- **DATA RECORDS**
// SPDX-License-Identifier: PMPL-1.0-or-later
//
// Relaybus HA client - Server selection
// Copyright (c) 2026 Jonathan D.A. Jewell (hyperpolymath) <jonathan.jewell@open.ac.uk>
//
// The chooser keeps every configured endpoint with its failure and success
// counts. Candidates are the non-removed endpoints with the fewest
// failures; a failure makes an endpoint less preferred but never excludes
// it, only `remove` does.

use serde::{Deserialize, Serialize};
use tracing::{debug, info, warn};
use url::Url;

use crate::error::{HaError, HaResult};

/// How the next endpoint is picked among the least-failed candidates.
#[derive(Debug, Clone, Copy, PartialEq, Eq, Default, Serialize, Deserialize)]
#[serde(rename_all = "snake_case")]
pub enum ChooserPolicy {
    /// Rotate through the candidates starting after the current endpoint.
    #[default]
    RoundRobin,
    /// Always prefer the earliest candidate in configuration order.
    Priority,
}

/// One configured endpoint.
#[derive(Debug, Clone)]
pub struct ServerEntry {
    pub uri: Url,
    pub failures: u32,
    pub successes: u32,
    pub last_failure: Option<String>,
    pub removed: bool,
}

impl ServerEntry {
    fn new(uri: Url) -> Self {
        Self {
            uri,
            failures: 0,
            successes: 0,
            last_failure: None,
            removed: false,
        }
    }
}

/// Endpoint selection with reliability tracking.
pub trait ServerChooser: Send {
    /// The endpoint to use for the next connection attempt.
    fn current(&self) -> HaResult<Url>;

    /// Advance to the next endpoint and return it.
    fn next(&mut self) -> HaResult<Url>;

    fn add(&mut self, uri: &str) -> HaResult<()>;

    /// Exclude an endpoint from selection.
    fn remove(&mut self, uri: &str);

    /// A connect or logon attempt against `uri` failed. Moves selection on.
    fn report_failure(&mut self, uri: &Url, reason: &str);

    fn report_success(&mut self, uri: &Url);

    /// Human-readable account of the most recent failure, used when no
    /// endpoint is left.
    fn error_detail(&self) -> String;
}

/// Parse a configured endpoint.
pub fn parse_uri(uri: &str) -> HaResult<Url> {
    Url::parse(uri).map_err(|source| HaError::InvalidUri {
        uri: uri.to_string(),
        source,
    })
}

/// The stock [`ServerChooser`].
#[derive(Debug, Clone, Default)]
pub struct DefaultServerChooser {
    entries: Vec<ServerEntry>,
    current: Option<usize>,
    policy: ChooserPolicy,
    last_failure: Option<(Url, String)>,
}

impl DefaultServerChooser {
    pub fn new(policy: ChooserPolicy) -> Self {
        Self {
            policy,
            ..Self::default()
        }
    }

    /// Build a chooser from configured URIs, in priority order.
    pub fn with_servers<I, S>(policy: ChooserPolicy, uris: I) -> HaResult<Self>
    where
        I: IntoIterator<Item = S>,
        S: AsRef<str>,
    {
        let mut chooser = Self::new(policy);
        for uri in uris {
            chooser.add(uri.as_ref())?;
        }
        Ok(chooser)
    }

    pub fn policy(&self) -> ChooserPolicy {
        self.policy
    }

    pub fn entries(&self) -> &[ServerEntry] {
        &self.entries
    }

    pub fn entry(&self, uri: &Url) -> Option<&ServerEntry> {
        self.position(uri).map(|index| &self.entries[index])
    }

    fn position(&self, uri: &Url) -> Option<usize> {
        self.entries.iter().position(|entry| &entry.uri == uri)
    }

    fn min_failures(&self) -> Option<u32> {
        self.entries
            .iter()
            .filter(|entry| !entry.removed)
            .map(|entry| entry.failures)
            .min()
    }

    fn is_candidate(&self, index: usize, min_failures: u32) -> bool {
        let entry = &self.entries[index];
        !entry.removed && entry.failures == min_failures
    }

    /// Index the next selection would land on, without moving.
    fn select(&self, advance: bool) -> Option<usize> {
        let min_failures = self.min_failures()?;
        let len = self.entries.len();
        match (self.policy, self.current) {
            (ChooserPolicy::RoundRobin, Some(current)) => {
                let start = if advance { 1 } else { 0 };
                (start..=len)
                    .map(|offset| (current + offset) % len)
                    .find(|index| self.is_candidate(*index, min_failures))
            }
            _ => (0..len).find(|index| self.is_candidate(*index, min_failures)),
        }
    }

    fn no_servers(&self) -> HaError {
        HaError::NoServersAvailable(self.error_detail())
    }
}

impl ServerChooser for DefaultServerChooser {
    fn current(&self) -> HaResult<Url> {
        if let Some(current) = self.current {
            let entry = &self.entries[current];
            if !entry.removed {
                return Ok(entry.uri.clone());
            }
        }
        self.select(false)
            .map(|index| self.entries[index].uri.clone())
            .ok_or_else(|| self.no_servers())
    }

    fn next(&mut self) -> HaResult<Url> {
        let index = self.select(true).ok_or_else(|| self.no_servers())?;
        self.current = Some(index);
        debug!(uri = %self.entries[index].uri, "Selected server");
        Ok(self.entries[index].uri.clone())
    }

    fn add(&mut self, uri: &str) -> HaResult<()> {
        let parsed = parse_uri(uri)?;
        match self.position(&parsed) {
            Some(index) => {
                if self.entries[index].removed {
                    info!(uri = %parsed, "Server restored");
                }
                self.entries[index].removed = false;
            }
            None => self.entries.push(ServerEntry::new(parsed)),
        }
        Ok(())
    }

    fn remove(&mut self, uri: &str) {
        let Ok(parsed) = parse_uri(uri) else {
            warn!(uri, "Ignoring removal of unparseable server uri");
            return;
        };
        if let Some(index) = self.position(&parsed) {
            self.entries[index].removed = true;
            info!(uri = %parsed, "Server removed from rotation");
        }
    }

    fn report_failure(&mut self, uri: &Url, reason: &str) {
        self.last_failure = Some((uri.clone(), reason.to_string()));
        let Some(index) = self.position(uri) else {
            return;
        };
        let entry = &mut self.entries[index];
        entry.failures = entry.failures.saturating_add(1);
        entry.last_failure = Some(reason.to_string());
        warn!(uri = %uri, failures = entry.failures, reason, "Server failure reported");

        self.current = Some(index);
        if let Some(next) = self.select(true) {
            self.current = Some(next);
        }
    }

    fn report_success(&mut self, uri: &Url) {
        if let Some(index) = self.position(uri) {
            let entry = &mut self.entries[index];
            entry.successes = entry.successes.saturating_add(1);
            entry.failures = 0;
            self.current = Some(index);
        }
    }

    fn error_detail(&self) -> String {
        let Some((uri, reason)) = &self.last_failure else {
            return "no server has been tried".to_string();
        };
        let removed = self.entries.iter().filter(|entry| entry.removed).count();
        format!(
            "{reason} [ details: uri={uri}, servers={}, removed={removed} ]",
            self.entries.len()
        )
    }
}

- **TASK INSTRUCTIONS**
Would you transcribe the whole listing, keeping every character the same?

- **SOLUTION BELOW**
// SPDX-License-Identifier: PMPL-1.0-or-later
//
// Relaybus HA client - Server selection
// Copyright (c) 2026 Jonathan D.A. Jewell (hyperpolymath) <jonathan.jewell@open.ac.uk>
//
// The chooser keeps every configured endpoint with its failure and success
// counts. Candidates are the non-removed endpoints with the fewest
// failures; a failure makes an endpoint less preferred but never excludes
// it, only `remove` does.

use serde::{Deserialize, Serialize};
use tracing::{debug, info, warn};
use url::Url;

use crate::error::{HaError, HaResult};

/// How the next endpoint is picked among the least-failed candidates.
#[derive(Debug, Clone, Copy, PartialEq, Eq, Default, Serialize, Deserialize)]
#[serde(rename_all = "snake_case")]
pub enum ChooserPolicy {
    /// Rotate through the candidates starting after the current endpoint.
    #[default]
    RoundRobin,
    /// Always prefer the earliest candidate in configuration order.
    Priority,
}

/// One configured endpoint.
#[derive(Debug, Clone)]
pub struct ServerEntry {
    pub uri: Url,
    pub failures: u32,
    pub successes: u32,
    pub last_failure: Option<String>,
    pub removed: bool,
}

impl ServerEntry {
    fn new(uri: Url) -> Self {
        Self {
            uri,
            failures: 0,
            successes: 0,
            last_failure: None,
            removed: false,
        }
    }
}

/// Endpoint selection with reliability tracking.
pub trait ServerChooser: Send {
    /// The endpoint to use for the next connection attempt.
    fn current(&self) -> HaResult<Url>;

    /// Advance to the next endpoint and return it.
    fn next(&mut self) -> HaResult<Url>;

    fn add(&mut self, uri: &str) -> HaResult<()>;

    /// Exclude an endpoint from selection.
    fn remove(&mut self, uri: &str);

    /// A connect or logon attempt against `uri` failed. Moves selection on.
    fn report_failure(&mut self, uri: &Url, reason: &str);

    fn report_success(&mut self, uri: &Url);

    /// Human-readable account of the most recent failure, used when no
    /// endpoint is left.
    fn error_detail(&self) -> String;
}

/// Parse a configured endpoint.
pub fn parse_uri(uri: &str) -> HaResult<Url> {
    Url::parse(uri).map_err(|source| HaError::InvalidUri {
        uri: uri.to_string(),
        source,
    })
}

/// The stock [`ServerChooser`].
#[derive(Debug, Clone, Default)]
pub struct DefaultServerChooser {
    entries: Vec<ServerEntry>,
    current: Option<usize>,
    policy: ChooserPolicy,
    last_failure: Option<(Url, String)>,
}

impl DefaultServerChooser {
    pub fn new(policy: ChooserPolicy) -> Self {
        Self {
            policy,
            ..Self::default()
        }
    }

    /// Build a chooser from configured URIs, in priority order.
    pub fn with_servers<I, S>(policy: ChooserPolicy, uris: I) -> HaResult<Self>
    where
        I: IntoIterator<Item = S>,
        S: AsRef<str>,
    {
        let mut chooser = Self::new(policy);
        for uri in uris {
            chooser.add(uri.as_ref())?;
        }
        Ok(chooser)
    }

    pub fn policy(&self) -> ChooserPolicy {
        self.policy
    }

    pub fn entries(&self) -> &[ServerEntry] {
        &self.entries
    }

    pub fn entry(&self, uri: &Url) -> Option<&ServerEntry> {
        self.position(uri).map(|index| &self.entries[index])
    }

    fn position(&self, uri: &Url) -> Option<usize> {
        self.entries.iter().position(|entry| &entry.uri == uri)
    }

    fn min_failures(&self) -> Option<u32> {
        self.entries
            .iter()
            .filter(|entry| !entry.removed)
            .map(|entry| entry.failures)
            .min()
    }

    fn is_candidate(&self, index: usize, min_failures: u32) -> bool {
        let entry = &self.entries[index];
        !entry.removed && entry.failures == min_failures
    }

    /// Index the next selection would land on, without moving.
    fn select(&self, advance: bool) -> Option<usize> {
        let min_failures = self.min_failures()?;
        let len = self.entries.len();
        match (self.policy, self.current) {
            (ChooserPolicy::RoundRobin, Some(current)) => {
                let start = if advance { 1 } else { 0 };
                (start..=len)
                    .map(|offset| (current + offset) % len)
                    .find(|index| self.is_candidate(*index, min_failures))
            }
            _ => (0..len).find(|index| self.is_candidate(*index, min_failures)),
        }
    }

    fn no_servers(&self) -> HaError {
        HaError::NoServersAvailable(self.error_detail())
    }
}

impl ServerChooser for DefaultServerChooser {
    fn current(&self) -> HaResult<Url> {
        if let Some(current) = self.current {
            let entry = &self.entries[current];
            if !entry.removed {
                return Ok(entry.uri.clone());
            }
        }
        self.select(false)
            .map(|index| self.entries[index].uri.clone())
            .ok_or_else(|| self.no_servers())
    }

    fn next(&mut self) -> HaResult<Url> {
        let index = self.select(true).ok_or_else(|| self.no_servers())?;
        self.current = Some(index);
        debug!(uri = %self.entries[index].uri, "Selected server");
        Ok(self.entries[index].uri.clone())
    }

    fn add(&mut self, uri: &str) -> HaResult<()> {
        let parsed = parse_uri(uri)?;
        match self.position(&parsed) {
            Some(index) => {
                if self.entries[index].removed {
                    info!(uri = %parsed, "Server restored");
                }
                self.entries[index].removed = false;
            }
            None => self.entries.push(ServerEntry::new(parsed)),
        }
        Ok(())
    }

    fn remove(&mut self, uri: &str) {
        let Ok(parsed) = parse_uri(uri) else {
            warn!(uri, "Ignoring removal of unparseable server uri");
            return;
        };
        if let Some(index) = self.position(&parsed) {
            self.entries[index].removed = true;
            info!(uri = %parsed, "Server removed from rotation");
        }
    }

    fn report_failure(&mut self, uri: &Url, reason: &str) {
        self.last_failure = Some((uri.clone(), reason.to_string()));
        let Some(index) = self.position(uri) else {
            return;
        };
        let entry = &mut self.entries[index];
        entry.failures = entry.failures.saturating_add(1);
        entry.last_failure = Some(reason.to_string());
        warn!(uri = %uri, failures = entry.failures, reason, "Server failure reported");

        self.current = Some(index);
        if let Some(next) = self.select(true) {
            self.current = Some(next);
        }
    }

    fn report_success(&mut self, uri: &Url) {
        if let Some(index) = self.position(uri) {
            let entry = &mut self.entries[index];
            entry.successes = entry.successes.saturating_add(1);
            entry.failures = 0;
            self.current = Some(index);
        }
    }

    fn error_detail(&self) -> String {
        let Some((uri, reason)) = &self.last_failure else {
            return "no server has been tried".to_string();
        };
        let removed = self.entries.iter().filter(|entry| entry.removed).count();
        format!(
            "{reason} [ details: uri={uri}, servers={}, removed={removed} ]",
            self.entries.len()
        )
    }
}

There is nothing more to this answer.